Position: Formal Mathematical Reasoning—A New Frontier in AI
Authors: Kaiyu Yang, Gabriel Poesia, Jingxuan He, Wenda Li, Kristin E. Lauter, Swarat Chaudhuri, Dawn Song
ICML 2025 | Venue PDF | Archive PDF | Plain Text | LLM Run Details
| Reproducibility Variable | Result | LLM Response |
|---|---|---|
| Research Type | Theoretical | This position paper advocates formal mathematical reasoning as an indispensable component in future AI for math, formal verification, and verifiable generation. We summarize existing progress, discuss open challenges, and envision critical milestones to measure future success. |
| Researcher Affiliation | Collaboration | 1Meta FAIR 2Stanford University 3UC Berkeley 4University of Edinburgh 5UT Austin. Correspondence to: Kaiyu Yang <EMAIL>, Dawn Song <EMAIL>. |
| Pseudocode | No | The paper describes conceptual architectures and workflows (e.g., Figure 5 "A common architecture for neural theorem proving") but does not present structured pseudocode or algorithm blocks. |
| Open Source Code | No | The paper does not provide an explicit statement or link for the source code related to its own methodology. It mentions various external tools and systems used by other research (e.g., Lean, SymPy, Alpha Proof) but does not release its own code. |
| Open Datasets | Yes | benchmarks such as GSM8K (Cobbe et al., 2021) and MATH (Hendrycks et al., 2021). ... The Proof Pile dataset (Azerbayev et al., 2024)... Numina Math: The largest public dataset in AI4Maths with 860k pairs of competition math problems and solutions. https://github.com/projectnumina/aimo-progress-prize/blob/main/report/numina_dataset.pdf, 2024a. |
| Dataset Splits | No | The paper is a position paper and does not describe specific experiments or provide dataset split information for its own work.

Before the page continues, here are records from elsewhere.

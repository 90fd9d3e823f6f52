//! Prompt assembly: role system prompts and per-dispatch user prompts.
//!
//! Assembly is a pure function of (task, agent, attempt, workspace
//! snapshot, workflow). User prompt section order is fixed: retry header
//! (attempt ≥ 1 only) → task block → file manifest → structural digest →
//! behavioral tests (tester role only).

use std::path::Path;

use once_cell::sync::Lazy;
use regex::Regex;

use crate::spec::{AgentRole, BehavioralTest};
use crate::task::{Agent, Task};

const MANIFEST_HEADER: &str = "FILES ALREADY IN WORKSPACE";
const DIGEST_HEADER: &str = "## Structural digest";
const DIGEST_MAX_FILES: usize = 40;
const DIGEST_MAX_LINES_PER_FILE: usize = 30;

/// Function/class signature lines extracted for the structural digest.
static SIGNATURE_RE: Lazy<Regex> = Lazy::new(|| {
    Regex::new(
        r"(?m)^\s*(?:pub\s+)?(?:async\s+)?(?:export\s+)?(?:def |class |fn |function |const \w+\s*=\s*(?:async\s*)?\()",
    )
    .expect("valid signature regex")
});

/// Immutable view of the generated sources taken before each dispatch.
#[derive(Debug, Clone, Default)]
pub struct WorkspaceSnapshot {
    /// Relative paths under `src/` and `tests/`, sorted.
    pub files: Vec<String>,
    /// Extracted signatures, present only when source files exist.
    pub digest: Option<String>,
}

/// Walk `src/` and `tests/` and extract the snapshot used by the
/// assembler.
pub fn snapshot(workspace_root: &Path) -> WorkspaceSnapshot {
    let mut files = Vec::new();
    for top in ["src", "tests"] {
        collect_files(&workspace_root.join(top), top, &mut files);
    }
    files.sort();

    let mut digest = String::new();
    for rel in files.iter().take(DIGEST_MAX_FILES) {
        let content = match std::fs::read_to_string(workspace_root.join(rel)) {
            Ok(c) => c,
            Err(_) => continue,
        };
        let signatures: Vec<&str> = content
            .lines()
            .filter(|line| SIGNATURE_RE.is_match(line))
            .take(DIGEST_MAX_LINES_PER_FILE)
            .collect();
        if !signatures.is_empty() {
            digest.push_str(&format!("{}:\n", rel));
            for sig in signatures {
                digest.push_str(&format!("  {}\n", sig.trim()));
            }
        }
    }

    WorkspaceSnapshot {
        digest: (!files.is_empty()).then_some(digest),
        files,
    }
}

fn collect_files(dir: &Path, prefix: &str, out: &mut Vec<String>) {
    let entries = match std::fs::read_dir(dir) {
        Ok(entries) => entries,
        Err(_) => return,
    };
    for entry in entries.flatten() {
        let path = entry.path();
        let name = entry.file_name().to_string_lossy().into_owned();
        let rel = format!("{}/{}", prefix, name);
        if path.is_dir() {
            collect_files(&path, &rel, out);
        } else {
            out.push(rel);
        }
    }
}

/// Everything the user prompt is assembled from.
pub struct PromptInput<'a> {
    pub task: &'a Task,
    pub agent: &'a Agent,
    pub attempt: u32,
    /// Drop manifest and digest (context-overflow retries).
    pub compact: bool,
    pub predecessor_context: &'a str,
    pub behavioral_tests: &'a [BehavioralTest],
    pub snapshot: &'a WorkspaceSnapshot,
}

/// Role template + turn-efficiency guidance + thinking steps.
pub fn system_prompt(agent: &Agent) -> String {
    let role_line = match agent.role {
        AgentRole::Builder => {
            "You are a builder agent. You write the project's source code, one task at a time."
        }
        AgentRole::Tester => {
            "You are a tester agent. You write and run tests that verify the project's behavior."
        }
        AgentRole::Reviewer => {
            "You are a reviewer agent. You review the generated code for defects and clarity."
        }
        AgentRole::Custom => "You are a specialist agent working on one task of a larger build.",
    };

    let mut prompt = format!("{}\n\nYour name is {}.", role_line, agent.name);
    if !agent.persona.is_empty() {
        prompt.push_str(&format!(" Persona: {}.", agent.persona));
    }

    prompt.push_str(
        "\n\n## Turn Efficiency\n\
         You have a limited turn budget for this task; every tool call spends a turn.\n\
         Read the FILES ALREADY IN WORKSPACE manifest and the structural digest in your \
         task message before opening any file.",
    );

    match agent.role {
        AgentRole::Tester => prompt.push_str(
            "\nPrioritize testing over exploration. Begin writing tests within your first 3 turns.",
        ),
        AgentRole::Reviewer => prompt.push_str(
            "\nPrioritize review over exploration. Begin your review within your first 3 turns.",
        ),
        _ => {}
    }

    prompt.push_str(
        "\n\n## Thinking Steps\n\
         1. Check the file manifest for what already exists.\n\
         2. Check the structural digest for the signatures you can build on.\n\
         3. Implement the task, then summarize what you changed.",
    );

    prompt
}

/// Assemble the user prompt for one dispatch attempt.
pub fn user_prompt(input: &PromptInput) -> String {
    let mut prompt = String::new();

    if input.attempt >= 1 {
        prompt.push_str(&format!(
            "## Retry Attempt {}\n\n\
             The previous attempt did not complete this task. Skip orientation and go \
             straight to implementation.\n\n",
            input.attempt
        ));
    }

    prompt.push_str(&format!("# Task: {}\n\n{}\n", input.task.name, input.task.description));

    if !input.task.acceptance_criteria.is_empty() {
        prompt.push_str("\n## Acceptance criteria\n");
        for criterion in &input.task.acceptance_criteria {
            prompt.push_str(&format!("- {}\n", criterion));
        }
    }

    if !input.predecessor_context.is_empty() {
        prompt.push_str(&format!("\n{}\n", input.predecessor_context));
    }

    if !input.compact {
        prompt.push_str(&format!("\n## {}\n", MANIFEST_HEADER));
        if input.snapshot.files.is_empty() {
            prompt.push_str("(none yet)\n");
        } else {
            for file in &input.snapshot.files {
                prompt.push_str(&format!("- {}\n", file));
            }
        }

        if let Some(digest) = &input.snapshot.digest {
            prompt.push_str(&format!("\n{}\n", DIGEST_HEADER));
            if digest.is_empty() {
                prompt.push_str("(no signatures extracted)\n");
            } else {
                prompt.push_str(digest);
            }
        }
    }

    if input.agent.role == AgentRole::Tester && !input.behavioral_tests.is_empty() {
        prompt.push_str("\n## Behavioral Tests to Verify\n");
        for test in input.behavioral_tests {
            prompt.push_str(&format!("- When {}, then {}\n", test.when, test.then));
        }
    }

    prompt
}
//! API route assembly.

mod config;
mod health;
mod session;
mod workspace;

use axum::Router;

use crate::AppState;

/// Everything mounted under `/api`. The internal config endpoint is only
/// present in dev mode.
pub fn api_router(dev_mode: bool) -> Router<AppState> {
    let mut router = Router::new()
        .merge(health::router())
        .merge(workspace::router())
        .merge(session::router());
    if dev_mode {
        router = router.merge(config::router());
    }
    router
}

It refers to existing benchmarks and datasets (e.g., MATH, GSM8K) but does not detail how data would be split for a specific experimental setup within this paper. |
| Hardware Specification | No | The paper does not provide specific hardware details for any experiments conducted by the authors, as it is a position paper summarizing existing progress and future directions. |
| Software Dependencies | No | The paper discusses various formal systems and external tools (e.g., Lean, Sym Py) in a general context but does not specify particular software dependencies with version numbers required to reproduce any work presented within this position paper. |
| Experiment Setup | No | The paper does not provide specific experimental setup details, hyperparameters, or training configurations, as it is a position paper outlining perspectives and challenges, not presenting new experimental results. |